I comodi stereotipi sulla calabria e il buon giornalismo

Gazzetta del Sud
Un giornalista de “La Repubblica”, in una inchiesta pubblicata ieri, sceglie la città di Reggio Calabria come emblema di un Sud senza speranza. Il giornale titola in prima pagina “ La pax della ‘ndrangheta soffoca Reggio Calabria”; segue alle pagg. 20 e 21 con altro titolo di maniera “Il colosso ‘ndrangheta che soffoca Reggio”.

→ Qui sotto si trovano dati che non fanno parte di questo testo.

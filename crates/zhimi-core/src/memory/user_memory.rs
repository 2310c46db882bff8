//! Per-user memory handle: cached profile, summary rendering and the
//! extract-then-merge update loop.

use std::sync::{Arc, Mutex, MutexGuard};

use tracing::{debug, instrument};

use crate::types::Message;

use super::extractor::MemoryExtractor;
use super::profile::{is_blank, Background, Preferences, StructuredInfo, UserProfile};
use super::storage::UserMemoryStorage;

/// Memory for a single `user_id`.
pub struct UserMemory {
    user_id: String,
    storage: Arc<UserMemoryStorage>,
    extractor: Arc<MemoryExtractor>,
    cache: Mutex<Option<UserProfile>>,
}

impl UserMemory {
    pub fn new(
        user_id: impl Into<String>,
        storage: Arc<UserMemoryStorage>,
        extractor: Arc<MemoryExtractor>,
    ) -> Self {
        Self {
            user_id: user_id.into(),
            storage,
            extractor,
            cache: Mutex::new(None),
        }
    }

    pub fn user_id(&self) -> &str {
        &self.user_id
    }

    /// The profile, read from the store on first use and cached until the
    /// next successful write.
    pub fn load(&self) -> UserProfile {
        let mut cache = self.cache();
        cache
            .get_or_insert_with(|| self.storage.load_memory(&self.user_id))
            .clone()
    }

    pub fn preferences(&self) -> Preferences {
        self.load().preferences
    }

    pub fn background(&self) -> Background {
        self.load().background
    }

    pub fn get_all(&self) -> UserProfile {
        self.load()
    }

    /// Markdown block for prompt injection; empty when nothing is known.
    pub fn get_memory_summary(&self) -> String {
        render_summary(&self.load())
    }

    /// Extract from `"<role>: <text>"` turns and merge the result.
    ///
    /// Returns `false` without touching the store when nothing was extracted.
    #[instrument(skip(self, conversation), fields(user_id = %self.user_id))]
    pub async fn update_from_conversation(&self, conversation: &[String]) -> bool {
        let info = self.extractor.extract_user_info(conversation).await;
        self.commit_extracted(info)
    }

    /// Extract from chat messages and merge the result.
    #[instrument(skip(self, messages), fields(user_id = %self.user_id))]
    pub async fn update_from_messages(&self, messages: &[Message]) -> bool {
        let info = self.extractor.extract_from_messages(messages).await;
        self.commit_extracted(info)
    }

    /// Merge `info` into the stored profile.
    pub fn update_memory(&self, info: &StructuredInfo) -> bool {
        let saved = self.storage.update_memory(&self.user_id, info);
        if saved {
            self.invalidate();
        }
        saved
    }

    /// Reset the stored profile to empty defaults.
    pub fn clear(&self) -> bool {
        let cleared = self.storage.clear_memory(&self.user_id);
        if cleared {
            self.invalidate();
        }
        cleared
    }

    /// Drop the cached profile so the next read goes to the store.
    pub fn invalidate(&self) {
        *self.cache() = None;
    }

    fn commit_extracted(&self, info: StructuredInfo) -> bool {
        if !info.has_info() {
            debug!("Nothing extracted, memory unchanged");
            return false;
        }
        self.update_memory(&info)
    }

    fn cache(&self) -> MutexGuard<'_, Option<UserProfile>> {
        self.cache.lock().unwrap_or_else(|poisoned| poisoned.into_inner())
    }
}

/// Render the populated parts of a profile as Markdown.
pub fn render_summary(profile: &UserProfile) -> String {
    let mut parts: Vec<String> = Vec::new();

    let prefs = &profile.preferences;
    let pref_items: Vec<String> = [
        ("编程语言", &prefs.programming_languages),
        ("工具偏好", &prefs.tools),
        ("话题偏好", &prefs.topics),
    ]
    .into_iter()
    .filter(|(_, items)| !items.is_empty())
    .map(|(label, items)| format!("- {}：{}", label, items.join(", ")))
    .collect();

    if !pref_items.is_empty() {
        parts.push("### 用户偏好".to_string());
        parts.extend(pref_items);
    }

    let bg = &profile.background;
    let mut bg_items = Vec::new();
    if !is_blank(&bg.profession) {
        bg_items.push(format!("- 职业：{}", bg.profession));
    }
    if !is_blank(&bg.experience) {
        bg_items.push(format!("- 经验：{}", bg.experience));
    }
    if !bg.projects.is_empty() {
        bg_items.push(format!("- 项目：{}", bg.projects.join(", ")));
    }

    if !bg_items.is_empty() {
        parts.push("### 用户背景".to_string());
        parts.extend(bg_items);
    }

    if parts.is_empty() {
        String::new()
    } else {
        format!("## 用户记忆\n\n{}", parts.join("\n"))
    }
}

In prima pagina il sopra titolo recita “l’Antimafia demolita”, a pag. 20 invece: “eppure non si spara dal 91, nessuna denuncia per pizzo nel 2006”.
E allora cari Scopelliti, Lamberti, Caridi cosa pensate di fare candidandovi a sindaco, ormai nella “città il controllo è in mano ai clan più ricchi del mondo”; non ce n’è per nessuno.
A giustificazione della sua tesi egli fa nomi e cognomi:
Italo Falcomatà, quasi quasi, ha la colpa di essere morto di una grave malattia, e di non aver lasciato niente di buono in otto anni di carica, visto che la situazione dal 91 ad oggi sarebbe addirittura peggiorata; Peppe Scopelliti è colpevole di guidare una Giunta della restaurazione, come se fosse di per sé un delitto; Loiero, presidente della Regione, annuncia l’arrivo di dodici miliardi di euro europei ed egli ci ironizza sopra, come per dire: chi sa chi incasserà quella somma.
Poi canta le lodi di qualche magistrato, forse per mettersi la coscienza a posto e avverte che la ‘ndrangheta ha già incassato abbastanza con i fondi pubblici. Infatti i due grandi poli industriali (Liquichimica di Saline e Grandi Officine di riparazione) sono serviti a consegnare la città in mano alle cosche.
Meno male che la grande opera dell’attraversamento dello Stretto non si è avviata, perché altrimenti la stessa ‘ndrangheta avrebbe potuto fornire il terreno su cui costruire i piloni del ponte, con conseguente trasferimento di miliardi di euro direttamente nelle tasche degli uomini d’onore.
Questo terzo tesoro è sfuggito alla ‘ndrangheta per la fiera opposizione di un gruppo di reggini onesti, che sarebbero stati guidati dal mio buon amico Alessandro Bianchi. Io però confesso di non averlo mai saputo.
Infine la ‘ndrangheta controlla tutto a Reggio anche l’Antimafia.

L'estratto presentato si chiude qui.